Exercise prompt:
Find every line in the data that contains the word "await". Return each of those lines.

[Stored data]
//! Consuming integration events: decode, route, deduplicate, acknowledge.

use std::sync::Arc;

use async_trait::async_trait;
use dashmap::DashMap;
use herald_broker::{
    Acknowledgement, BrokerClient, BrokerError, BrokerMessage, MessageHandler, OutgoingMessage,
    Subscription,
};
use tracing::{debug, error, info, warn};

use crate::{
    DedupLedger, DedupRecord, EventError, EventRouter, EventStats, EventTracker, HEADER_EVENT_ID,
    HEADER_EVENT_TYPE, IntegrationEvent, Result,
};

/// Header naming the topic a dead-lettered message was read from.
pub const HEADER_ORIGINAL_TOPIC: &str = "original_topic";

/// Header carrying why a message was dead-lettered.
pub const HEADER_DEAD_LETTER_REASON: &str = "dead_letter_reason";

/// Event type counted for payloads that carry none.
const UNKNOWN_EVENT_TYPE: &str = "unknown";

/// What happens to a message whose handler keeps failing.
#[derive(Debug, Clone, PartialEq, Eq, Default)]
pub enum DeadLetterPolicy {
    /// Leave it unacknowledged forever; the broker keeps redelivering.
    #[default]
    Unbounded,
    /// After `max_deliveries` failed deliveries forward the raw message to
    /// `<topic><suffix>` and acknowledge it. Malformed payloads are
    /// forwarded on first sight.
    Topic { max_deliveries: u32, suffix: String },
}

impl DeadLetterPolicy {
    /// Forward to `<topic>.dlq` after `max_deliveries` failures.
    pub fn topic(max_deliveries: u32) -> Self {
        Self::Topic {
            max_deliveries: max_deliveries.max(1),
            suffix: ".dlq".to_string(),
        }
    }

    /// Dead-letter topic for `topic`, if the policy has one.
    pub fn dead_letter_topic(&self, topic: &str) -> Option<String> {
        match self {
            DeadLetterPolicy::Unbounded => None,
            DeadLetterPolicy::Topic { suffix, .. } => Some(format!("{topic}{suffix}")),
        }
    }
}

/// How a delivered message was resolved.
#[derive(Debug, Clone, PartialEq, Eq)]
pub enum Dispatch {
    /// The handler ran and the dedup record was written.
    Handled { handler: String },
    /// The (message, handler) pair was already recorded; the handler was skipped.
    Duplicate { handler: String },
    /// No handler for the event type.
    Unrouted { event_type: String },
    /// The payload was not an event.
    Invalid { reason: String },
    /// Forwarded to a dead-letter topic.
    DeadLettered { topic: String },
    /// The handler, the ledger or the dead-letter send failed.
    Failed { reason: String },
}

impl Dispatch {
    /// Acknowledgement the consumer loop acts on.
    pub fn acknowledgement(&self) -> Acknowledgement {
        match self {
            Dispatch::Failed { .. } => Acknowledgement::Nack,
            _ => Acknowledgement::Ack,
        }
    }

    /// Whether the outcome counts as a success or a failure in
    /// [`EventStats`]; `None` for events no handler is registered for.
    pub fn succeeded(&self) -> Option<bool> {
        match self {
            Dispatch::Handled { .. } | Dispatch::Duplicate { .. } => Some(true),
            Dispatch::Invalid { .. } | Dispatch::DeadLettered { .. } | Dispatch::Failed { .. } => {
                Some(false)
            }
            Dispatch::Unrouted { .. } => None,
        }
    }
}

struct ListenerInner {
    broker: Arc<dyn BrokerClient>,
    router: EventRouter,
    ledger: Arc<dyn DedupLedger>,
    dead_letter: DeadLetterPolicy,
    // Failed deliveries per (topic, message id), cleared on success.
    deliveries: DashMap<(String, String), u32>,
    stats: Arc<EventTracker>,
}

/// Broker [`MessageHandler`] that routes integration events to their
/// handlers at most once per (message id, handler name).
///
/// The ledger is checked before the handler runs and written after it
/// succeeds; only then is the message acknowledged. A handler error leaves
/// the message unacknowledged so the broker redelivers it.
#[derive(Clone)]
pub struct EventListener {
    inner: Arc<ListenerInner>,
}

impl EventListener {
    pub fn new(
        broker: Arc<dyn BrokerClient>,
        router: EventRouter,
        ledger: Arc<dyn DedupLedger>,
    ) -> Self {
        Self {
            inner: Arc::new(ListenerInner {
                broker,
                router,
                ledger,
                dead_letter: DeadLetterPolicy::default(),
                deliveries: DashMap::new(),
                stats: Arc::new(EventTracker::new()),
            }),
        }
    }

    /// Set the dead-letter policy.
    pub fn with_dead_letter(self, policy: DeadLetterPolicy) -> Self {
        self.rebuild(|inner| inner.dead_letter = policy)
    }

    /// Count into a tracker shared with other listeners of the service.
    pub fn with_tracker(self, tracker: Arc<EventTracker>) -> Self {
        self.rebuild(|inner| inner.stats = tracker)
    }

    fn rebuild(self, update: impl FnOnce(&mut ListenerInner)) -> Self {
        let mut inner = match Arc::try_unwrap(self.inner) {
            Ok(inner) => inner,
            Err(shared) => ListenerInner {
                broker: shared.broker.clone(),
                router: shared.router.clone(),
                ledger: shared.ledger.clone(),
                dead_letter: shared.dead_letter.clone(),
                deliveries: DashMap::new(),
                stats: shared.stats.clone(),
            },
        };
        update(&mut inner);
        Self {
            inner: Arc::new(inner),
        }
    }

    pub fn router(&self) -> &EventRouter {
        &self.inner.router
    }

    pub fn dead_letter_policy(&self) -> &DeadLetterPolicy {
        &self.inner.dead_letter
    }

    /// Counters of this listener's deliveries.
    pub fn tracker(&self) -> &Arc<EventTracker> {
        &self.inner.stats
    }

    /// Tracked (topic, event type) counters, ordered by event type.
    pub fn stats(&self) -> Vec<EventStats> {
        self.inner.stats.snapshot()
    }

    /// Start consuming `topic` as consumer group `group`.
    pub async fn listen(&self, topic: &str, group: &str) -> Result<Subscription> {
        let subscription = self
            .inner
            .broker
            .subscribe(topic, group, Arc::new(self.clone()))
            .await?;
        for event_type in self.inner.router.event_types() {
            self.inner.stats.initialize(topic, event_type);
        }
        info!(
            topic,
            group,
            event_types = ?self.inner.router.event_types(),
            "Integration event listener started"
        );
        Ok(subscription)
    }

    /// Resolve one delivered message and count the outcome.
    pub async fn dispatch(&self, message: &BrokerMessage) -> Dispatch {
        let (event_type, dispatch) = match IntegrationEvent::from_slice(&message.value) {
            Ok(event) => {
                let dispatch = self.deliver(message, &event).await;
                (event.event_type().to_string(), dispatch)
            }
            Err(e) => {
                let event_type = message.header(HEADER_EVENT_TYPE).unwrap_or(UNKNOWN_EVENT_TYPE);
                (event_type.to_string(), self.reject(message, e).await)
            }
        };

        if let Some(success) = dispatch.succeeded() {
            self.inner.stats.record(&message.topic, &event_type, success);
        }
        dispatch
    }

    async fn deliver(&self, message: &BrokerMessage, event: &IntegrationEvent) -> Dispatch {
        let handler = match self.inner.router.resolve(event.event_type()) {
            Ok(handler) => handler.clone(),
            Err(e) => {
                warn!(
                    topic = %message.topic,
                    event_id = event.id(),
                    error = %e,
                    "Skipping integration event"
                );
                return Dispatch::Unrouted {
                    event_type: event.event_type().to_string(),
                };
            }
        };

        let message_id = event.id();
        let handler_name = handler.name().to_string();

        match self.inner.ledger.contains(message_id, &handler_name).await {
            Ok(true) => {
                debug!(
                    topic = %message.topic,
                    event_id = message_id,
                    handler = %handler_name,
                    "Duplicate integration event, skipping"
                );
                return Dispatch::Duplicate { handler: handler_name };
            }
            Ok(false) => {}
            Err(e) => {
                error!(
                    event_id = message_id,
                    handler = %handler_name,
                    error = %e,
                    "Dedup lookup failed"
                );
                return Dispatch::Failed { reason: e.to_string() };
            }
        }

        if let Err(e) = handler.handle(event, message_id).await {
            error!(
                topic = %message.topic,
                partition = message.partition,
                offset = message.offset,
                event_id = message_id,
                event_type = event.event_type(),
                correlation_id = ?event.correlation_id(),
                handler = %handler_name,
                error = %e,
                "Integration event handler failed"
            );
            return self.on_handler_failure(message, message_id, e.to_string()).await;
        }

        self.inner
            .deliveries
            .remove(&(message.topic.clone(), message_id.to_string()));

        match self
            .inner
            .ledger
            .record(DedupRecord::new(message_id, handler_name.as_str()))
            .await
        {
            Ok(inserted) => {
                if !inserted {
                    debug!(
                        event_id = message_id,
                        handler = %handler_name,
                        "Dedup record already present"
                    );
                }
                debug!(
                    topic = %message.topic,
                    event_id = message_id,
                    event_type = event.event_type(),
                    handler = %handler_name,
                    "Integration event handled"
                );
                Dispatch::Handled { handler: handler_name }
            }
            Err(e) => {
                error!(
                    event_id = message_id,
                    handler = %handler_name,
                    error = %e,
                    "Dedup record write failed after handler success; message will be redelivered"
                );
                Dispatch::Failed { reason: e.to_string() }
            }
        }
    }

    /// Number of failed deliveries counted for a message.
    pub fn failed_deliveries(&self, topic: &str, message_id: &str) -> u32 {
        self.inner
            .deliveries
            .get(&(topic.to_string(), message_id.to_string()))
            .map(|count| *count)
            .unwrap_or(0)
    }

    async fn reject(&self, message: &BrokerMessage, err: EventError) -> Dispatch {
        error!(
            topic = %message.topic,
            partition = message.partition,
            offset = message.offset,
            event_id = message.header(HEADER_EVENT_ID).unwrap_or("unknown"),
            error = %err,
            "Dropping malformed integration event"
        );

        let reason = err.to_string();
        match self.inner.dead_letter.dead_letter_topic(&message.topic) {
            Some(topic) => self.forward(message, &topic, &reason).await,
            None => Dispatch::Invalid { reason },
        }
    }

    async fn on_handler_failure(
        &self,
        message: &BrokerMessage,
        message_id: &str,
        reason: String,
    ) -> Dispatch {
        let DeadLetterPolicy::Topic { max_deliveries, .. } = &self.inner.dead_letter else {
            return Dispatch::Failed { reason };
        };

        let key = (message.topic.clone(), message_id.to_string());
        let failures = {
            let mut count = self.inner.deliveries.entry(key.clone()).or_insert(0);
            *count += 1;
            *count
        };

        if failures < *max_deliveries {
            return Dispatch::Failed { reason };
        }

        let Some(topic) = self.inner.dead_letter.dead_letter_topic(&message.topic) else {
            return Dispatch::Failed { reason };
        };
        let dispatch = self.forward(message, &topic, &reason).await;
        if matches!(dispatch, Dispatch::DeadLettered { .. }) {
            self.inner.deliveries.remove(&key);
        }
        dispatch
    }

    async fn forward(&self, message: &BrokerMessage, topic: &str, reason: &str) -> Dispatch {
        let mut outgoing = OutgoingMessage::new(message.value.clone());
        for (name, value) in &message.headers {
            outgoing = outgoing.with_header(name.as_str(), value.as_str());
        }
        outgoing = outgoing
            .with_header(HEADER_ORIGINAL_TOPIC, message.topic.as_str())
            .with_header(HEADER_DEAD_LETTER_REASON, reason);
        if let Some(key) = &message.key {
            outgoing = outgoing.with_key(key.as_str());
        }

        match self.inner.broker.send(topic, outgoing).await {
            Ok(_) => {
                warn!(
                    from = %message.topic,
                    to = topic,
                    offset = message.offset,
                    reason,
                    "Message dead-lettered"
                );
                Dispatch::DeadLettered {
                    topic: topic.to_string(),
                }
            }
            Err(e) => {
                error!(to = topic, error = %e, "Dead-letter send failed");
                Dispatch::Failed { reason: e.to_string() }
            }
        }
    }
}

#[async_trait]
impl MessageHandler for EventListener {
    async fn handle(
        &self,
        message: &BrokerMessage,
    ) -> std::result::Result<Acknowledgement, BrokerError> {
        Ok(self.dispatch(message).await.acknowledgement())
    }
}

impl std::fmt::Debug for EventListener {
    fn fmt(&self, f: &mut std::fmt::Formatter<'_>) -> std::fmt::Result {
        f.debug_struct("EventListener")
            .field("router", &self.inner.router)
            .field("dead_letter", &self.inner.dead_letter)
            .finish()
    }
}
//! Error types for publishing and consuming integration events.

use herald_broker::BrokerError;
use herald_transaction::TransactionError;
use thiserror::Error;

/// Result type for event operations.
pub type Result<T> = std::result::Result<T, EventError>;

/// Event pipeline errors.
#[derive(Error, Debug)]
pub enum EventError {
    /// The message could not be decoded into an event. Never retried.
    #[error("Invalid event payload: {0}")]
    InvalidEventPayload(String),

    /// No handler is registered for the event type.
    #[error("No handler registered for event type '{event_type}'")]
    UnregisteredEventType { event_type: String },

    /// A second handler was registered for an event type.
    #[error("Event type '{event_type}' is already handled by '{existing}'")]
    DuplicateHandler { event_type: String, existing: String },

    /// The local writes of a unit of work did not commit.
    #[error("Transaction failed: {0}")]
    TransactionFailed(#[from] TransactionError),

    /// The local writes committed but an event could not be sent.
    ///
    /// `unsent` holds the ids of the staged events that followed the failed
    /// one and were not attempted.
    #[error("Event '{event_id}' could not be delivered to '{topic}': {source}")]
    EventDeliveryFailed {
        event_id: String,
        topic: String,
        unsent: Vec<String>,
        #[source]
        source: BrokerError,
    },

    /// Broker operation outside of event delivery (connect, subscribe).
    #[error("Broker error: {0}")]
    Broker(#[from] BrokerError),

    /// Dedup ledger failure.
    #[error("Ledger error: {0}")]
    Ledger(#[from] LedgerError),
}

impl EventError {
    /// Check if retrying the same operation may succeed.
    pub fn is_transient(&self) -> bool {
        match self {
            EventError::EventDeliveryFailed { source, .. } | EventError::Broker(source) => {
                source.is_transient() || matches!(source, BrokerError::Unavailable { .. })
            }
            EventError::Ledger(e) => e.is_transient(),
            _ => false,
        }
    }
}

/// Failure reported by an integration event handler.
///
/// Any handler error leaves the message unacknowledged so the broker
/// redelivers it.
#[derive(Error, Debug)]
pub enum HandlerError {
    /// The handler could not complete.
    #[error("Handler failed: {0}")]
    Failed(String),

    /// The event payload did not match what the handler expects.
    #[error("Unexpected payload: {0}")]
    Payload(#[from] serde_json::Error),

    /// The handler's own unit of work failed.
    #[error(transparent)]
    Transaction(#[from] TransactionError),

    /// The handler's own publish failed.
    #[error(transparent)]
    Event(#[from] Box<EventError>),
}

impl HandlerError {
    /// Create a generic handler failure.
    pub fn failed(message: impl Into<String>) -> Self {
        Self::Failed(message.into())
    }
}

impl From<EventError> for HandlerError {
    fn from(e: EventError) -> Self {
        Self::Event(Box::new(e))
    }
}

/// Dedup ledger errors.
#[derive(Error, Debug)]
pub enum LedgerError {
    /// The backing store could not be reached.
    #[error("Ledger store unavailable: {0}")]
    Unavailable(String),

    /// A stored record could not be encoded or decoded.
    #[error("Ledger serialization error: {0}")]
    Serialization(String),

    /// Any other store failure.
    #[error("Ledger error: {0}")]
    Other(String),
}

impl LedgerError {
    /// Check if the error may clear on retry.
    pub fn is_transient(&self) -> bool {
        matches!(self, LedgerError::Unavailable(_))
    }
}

Solution to the problem:
            .await?;
                let dispatch = self.deliver(message, &event).await;
                (event_type.to_string(), self.reject(message, e).await)
        match self.inner.ledger.contains(message_id, &handler_name).await {
        if let Err(e) = handler.handle(event, message_id).await {
            return self.on_handler_failure(message, message_id, e.to_string()).await;
            .await
            Some(topic) => self.forward(message, &topic, &reason).await,
        let dispatch = self.forward(message, &topic, &reason).await;
        match self.inner.broker.send(topic, outgoing).await {
        Ok(self.dispatch(message).await.acknowledgement())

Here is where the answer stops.